Would you filter these records and copy every line that has the word "ServeCommand"?

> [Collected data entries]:
----

//! LLM provider implementations.

pub mod gemini;
pub mod ollama;

pub use gemini::GeminiClient;
pub use ollama::OllamaClient;

use std::time::Duration;

/// Request timeout used when none is configured.
pub const DEFAULT_REQUEST_TIMEOUT: Duration = Duration::from_secs(60);

pub(crate) fn http_client(timeout: Duration) -> reqwest::Client {
    reqwest::Client::builder()
        .timeout(timeout)
        .build()
        .unwrap_or_else(|_| reqwest::Client::new())
}
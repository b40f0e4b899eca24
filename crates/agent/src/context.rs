//! Bounded prompt context: dataset summary plus evidence passages.

use insight_core::config::ContextConfig;
use insight_core::AppResult;
use insight_knowledge::EvidenceSet;
use serde::Serialize;
use unicode_segmentation::UnicodeSegmentation;

/// Keep the first `max_chars` user-perceived characters of `text`.
///
/// Never splits a multi-byte sequence or a grapheme cluster.
pub fn truncate_graphemes(text: &str, max_chars: usize) -> &str {
    match text.grapheme_indices(true).nth(max_chars) {
        Some((byte_index, _)) => &text[..byte_index],
        None => text,
    }
}

/// Text handed to the generation prompts.
#[derive(Debug, Clone, PartialEq, Serialize)]
pub struct Context {
    /// Dataset summary, or the placeholder when summarizing failed
    pub summary: String,

    /// False when `summary` is the placeholder
    pub summary_available: bool,

    /// Evidence passages joined in rank order
    pub evidence: String,

    pub evidence_count: usize,
}

impl Context {
    /// Single text blob with both parts.
    pub fn render(&self) -> String {
        format!(
            "CSV Summary:\n{}\n\nRelated Blog Insights:\n{}",
            self.summary, self.evidence
        )
    }
}

#[derive(Debug, Clone)]
pub struct ContextAssembler {
    summary_max_chars: usize,
    separator: String,
    placeholder: String,
}

impl Default for ContextAssembler {
    fn default() -> Self {
        Self::from_config(&ContextConfig::default())
    }
}

impl ContextAssembler {
    pub fn new(
        summary_max_chars: usize,
        separator: impl Into<String>,
        placeholder: impl Into<String>,
    ) -> Self {
        Self {
            summary_max_chars,
            separator: separator.into(),
            placeholder: placeholder.into(),
        }
    }

    pub fn from_config(config: &ContextConfig) -> Self {
        Self::new(
            config.summary_max_chars,
            config.evidence_separator.clone(),
            config.summary_placeholder.clone(),
        )
    }

    /// Combine a summary attempt with evidence.
    ///
    /// A failed summary is replaced by the placeholder; it never aborts.
    pub fn assemble(&self, summary: AppResult<String>, evidence: &EvidenceSet) -> Context {
        let (summary, summary_available) = match summary {
            Ok(text) => (
                truncate_graphemes(&text, self.summary_max_chars).to_string(),
                true,
            ),
            Err(e) => {
                tracing::warn!("Using summary placeholder: {}", e);
                (self.placeholder.clone(), false)
            }
        };

        Context {
            summary,
            summary_available,
            evidence: evidence.contents().join(&self.separator),
            evidence_count: evidence.len(),
        }
    }
}

#[cfg(test)]
mod tests {
    use super::*;
    use insight_core::AppError;
    use insight_knowledge::EvidenceChunk;

    fn evidence() -> EvidenceSet {
        EvidenceSet::from_candidates(
            vec![
                EvidenceChunk::semantic("a", "Refresh ads weekly", 0.9),
                EvidenceChunk::semantic("b", "Personalize subject lines", 0.7),
            ],
            5,
        )
    }

    #[test]
    fn test_truncate_keeps_prefix() {
        assert_eq!(truncate_graphemes("abcdef", 3), "abc");
        assert_eq!(truncate_graphemes("abc", 10), "abc");
        assert_eq!(truncate_graphemes("abc", 0), "");
    }

    #[test]
    fn test_truncate_respects_multibyte() {
        assert_eq!(truncate_graphemes("ação", 2), "aç");
        assert_eq!(truncate_graphemes("📧📧📧", 2), "📧📧");
        // e + combining acute stays one character
        assert_eq!(truncate_graphemes("e\u{301}x", 1), "e\u{301}");
    }

    #[test]
    fn test_assemble_joins_evidence_in_order() {
        let context = ContextAssembler::default().assemble(Ok("rows: 3".to_string()), &evidence());

        assert_eq!(context.evidence, "Refresh ads weekly\n\nPersonalize subject lines");
        assert_eq!(context.evidence_count, 2);
        assert!(context.summary_available);
        assert!(context.render().contains("rows: 3"));
    }

    #[test]
    fn test_assemble_caps_summary() {
        let assembler = ContextAssembler::new(5, "\n\n", "n/a");
        let context = assembler.assemble(Ok("0123456789".to_string()), &EvidenceSet::empty());
        assert_eq!(context.summary, "01234");
    }

    #[test]
    fn test_summary_failure_uses_placeholder() {
        let context = ContextAssembler::default().assemble(
            Err(AppError::Dataset("boom".to_string())),
            &evidence(),
        );

        assert_eq!(context.summary, "Could not summarize CSV.");
        assert!(!context.summary_available);
        assert_eq!(context.evidence_count, 2);
    }

    #[test]
    fn test_empty_evidence() {
        let context = ContextAssembler::default().assemble(Ok(String::new()), &EvidenceSet::empty());
        assert!(context.evidence.is_empty());
        assert_eq!(context.evidence_count, 0);
    }
}
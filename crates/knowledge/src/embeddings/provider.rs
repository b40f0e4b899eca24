//! Embedding provider trait and factory.

use insight_core::config::VectorConfig;
use insight_core::{AppError, AppResult};
use std::sync::Arc;

/// Trait for embedding providers.
#[async_trait::async_trait]
pub trait EmbeddingProvider: Send + Sync + std::fmt::Debug {
    /// Get provider name (e.g., "trigram", "ollama")
    fn provider_name(&self) -> &str;

    /// Get model identifier
    fn model_name(&self) -> &str;

    /// Get embedding dimensions
    fn dimensions(&self) -> usize;

    /// Generate embeddings for multiple texts in a batch.
    async fn embed_batch(&self, texts: &[String]) -> AppResult<Vec<Vec<f32>>>;

    /// Generate embedding for a single text (convenience method).
    async fn embed(&self, text: &str) -> AppResult<Vec<f32>> {
        let mut results = self.embed_batch(&[text.to_string()]).await?;
        results
            .pop()
            .ok_or_else(|| AppError::Knowledge("No embedding returned".to_string()))
    }
}

/// Create an embedding provider based on the vector configuration.
pub fn create_provider(config: &VectorConfig) -> AppResult<Arc<dyn EmbeddingProvider>> {
    match config.embedding_provider.as_str() {
        "trigram" => Ok(Arc::new(super::providers::TrigramProvider::new(
            config.dimensions,
        ))),

        "ollama" => Ok(Arc::new(super::providers::OllamaEmbedder::new(
            &config.embedding_endpoint,
            &config.embedding_model,
            config.dimensions,
        )?)),

        _ => Err(AppError::Knowledge(format!(
            "Unknown embedding provider: '{}'. Supported providers: trigram, ollama",
            config.embedding_provider
        ))),
    }
}

#[cfg(test)]
mod tests {
    use super::*;

    #[test]
    fn test_create_trigram_provider() {
        let config = VectorConfig::default();

        let provider = create_provider(&config).unwrap();
        assert_eq!(provider.provider_name(), "trigram");
        assert_eq!(provider.model_name(), "trigram-v1");
        assert_eq!(provider.dimensions(), 384);
    }

    #[test]
    fn test_create_ollama_provider_is_lazy() {
        let config = VectorConfig {
            embedding_provider: "ollama".to_string(),
            embedding_model: "nomic-embed-text".to_string(),
            dimensions: 768,
            ..VectorConfig::default()
        };

        // No request is made until the first embed call
        let provider = create_provider(&config).unwrap();
        assert_eq!(provider.provider_name(), "ollama");
        assert_eq!(provider.dimensions(), 768);
    }

    #[test]
    fn test_create_unknown_provider() {
        let config = VectorConfig {
            embedding_provider: "unknown".to_string(),
            ..VectorConfig::default()
        };

        let result = create_provider(&config);
        assert!(result.is_err());
        assert!(result
            .unwrap_err()
            .to_string()
            .contains("Unknown embedding provider"));
    }

    #[tokio::test]
    async fn test_provider_embed_single() {
        let provider = create_provider(&VectorConfig::default()).unwrap();

        let embedding = provider.embed("email open rates").await.unwrap();
        assert_eq!(embedding.len(), 384);
    }
}
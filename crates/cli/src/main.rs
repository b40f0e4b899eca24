//! Marketing Insight Agent CLI
//!
//! Main entry point for the `insight` command-line tool.
//! Answers marketing questions grounded in campaign data and blog insights.

mod commands;
mod server;

use clap::{Parser, Subcommand};
use commands::{AskCommand, IndexBlogsCommand, ServeCommand};
use insight_core::{config::AppConfig, logging, AppResult};
use std::path::PathBuf;
use tracing::Instrument;

/// Marketing Insight Agent - grounded answers from campaign data and blogs
#[derive(Parser, Debug)]
#[command(name = "insight")]
#[command(about = "Grounded marketing insights from campaign data and blogs", long_about = None)]
#[command(version)]
struct Cli {
    /// Path to workspace directory (default: current directory)
    #[arg(short, long, global = true, env = "INSIGHT_WORKSPACE")]
    workspace: Option<PathBuf>,

    /// Path to config file
    #[arg(short, long, global = true, env = "INSIGHT_CONFIG")]
    config: Option<PathBuf>,

    /// Log level (error, warn, info, debug, trace)
    #[arg(long, global = true, env = "RUST_LOG")]
    log_level: Option<String>,

    /// Enable verbose output (sets log level to debug)
    #[arg(short, long, global = true)]
    verbose: bool,

    /// Disable colored output
    #[arg(long, global = true, env = "NO_COLOR")]
    no_color: bool,

    /// Emit logs as JSON lines
    #[arg(long, global = true)]
    log_json: bool,

    /// Generation provider (ollama, gemini)
    #[arg(short, long, global = true, env = "INSIGHT_PROVIDER")]
    provider: Option<String>,

    /// Model identifier
    #[arg(short, long, global = true, env = "INSIGHT_MODEL")]
    model: Option<String>,

    #[command(subcommand)]
    command: Commands,
}

#[derive(Subcommand, Debug)]
enum Commands {
    /// Answer a question, optionally grounded in a campaign CSV
    Ask(AskCommand),

    /// Index blog posts into the vector store
    IndexBlogs(IndexBlogsCommand),

    /// Run the HTTP server
    Serve(ServeCommand),
}

#[tokio::main]
async fn main() -> AppResult<()> {
    let cli = Cli::parse();

    // Workspace and config file decide which YAML is read, so they apply at load time
    let config = AppConfig::load_from(cli.workspace, cli.config)?;
    let mut config = config.with_overrides(
        None,
        None,
        cli.provider,
        cli.model,
        cli.log_level,
        cli.verbose,
        cli.no_color,
    );
    if cli.log_json {
        config.log_json = true;
    }

    logging::init_logging(config.log_level.as_deref(), config.no_color, config.log_json)?;
    config.validate()?;

    tracing::info!("Marketing Insight Agent starting");
    tracing::debug!("Workspace: {:?}", config.workspace);
    tracing::debug!("Provider: {}", config.provider);
    tracing::debug!("Model: {}", config.model);

    let command_name = match &cli.command {
        Commands::Ask(_) => "ask",
        Commands::IndexBlogs(_) => "index-blogs",
        Commands::Serve(_) => "serve",
    };
    let span = tracing::info_span!("command", name = command_name);

    let result = async {
        match cli.command {
            Commands::Ask(cmd) => cmd.execute(&config).await,
            Commands::IndexBlogs(cmd) => cmd.execute(&config).await,
            Commands::Serve(cmd) => cmd.execute(&config).await,
        }
    }
    .instrument(span)
    .await;

    match &result {
        Ok(_) => tracing::info!("Command completed successfully"),
        Err(e) => tracing::error!("Command failed: {}", e),
    }

    result
}
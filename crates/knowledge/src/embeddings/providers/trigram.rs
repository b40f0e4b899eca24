//! Trigram embedding provider for offline operation.

use crate::embeddings::provider::EmbeddingProvider;
use insight_core::AppResult;
use std::collections::{HashMap, HashSet};

const STOP_WORDS: [&str; 32] = [
    "the", "is", "at", "which", "on", "a", "an", "as", "are", "was", "were", "for", "to", "of",
    "in", "and", "or", "but", "with", "by", "from", "this", "that", "be", "have", "has", "had",
    "it", "its", "their", "they", "them",
];

/// Deterministic, content-aware embeddings from character trigrams.
///
/// Not semantically accurate like a neural model, but stable across runs,
/// which keeps similarity search reproducible for a fixed index.
#[derive(Debug)]
pub struct TrigramProvider {
    dimensions: usize,
}

impl TrigramProvider {
    pub fn new(dimensions: usize) -> Self {
        Self { dimensions }
    }

    fn generate(&self, text: &str) -> Vec<f32> {
        let mut embedding = vec![0.0; self.dimensions];
        if self.dimensions == 0 {
            return embedding;
        }

        let stop_words: HashSet<&str> = STOP_WORDS.iter().copied().collect();
        let lower = text.to_lowercase();

        let mut word_freq: HashMap<&str, u32> = HashMap::new();
        for word in lower
            .split(|c: char| !c.is_alphanumeric())
            .filter(|w| w.chars().count() > 2 && !stop_words.contains(w))
        {
            *word_freq.entry(word).or_insert(0) += 1;
        }

        for (word, freq) in &word_freq {
            let chars: Vec<char> = word.chars().collect();
            for window in chars.windows(3) {
                let trigram_hash = window
                    .iter()
                    .fold(0u64, |acc, c| acc.wrapping_mul(37).wrapping_add(*c as u64));
                let dim_idx = (trigram_hash as usize) % self.dimensions;
                embedding[dim_idx] += (*freq as f32).sqrt();
            }

            // Whole word
            let word_hash = word
                .bytes()
                .fold(0u64, |acc, b| acc.wrapping_mul(31).wrapping_add(b as u64));
            embedding[(word_hash as usize) % self.dimensions] += *freq as f32;
        }

        let norm: f32 = embedding.iter().map(|x| x * x).sum::<f32>().sqrt();
        if norm > 0.0 {
            for v in &mut embedding {
                *v /= norm;
            }
        }

        embedding
    }
}

#[async_trait::async_trait]
impl EmbeddingProvider for TrigramProvider {
    fn provider_name(&self) -> &str {
        "trigram"
    }

    fn model_name(&self) -> &str {
        "trigram-v1"
    }

    fn dimensions(&self) -> usize {
        self.dimensions
    }

    async fn embed_batch(&self, texts: &[String]) -> AppResult<Vec<Vec<f32>>> {
        Ok(texts.iter().map(|text| self.generate(text)).collect())
    }
}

----

> [TASK RESPONSE]:
use commands::{AskCommand, IndexBlogsCommand, ServeCommand};
    Serve(ServeCommand),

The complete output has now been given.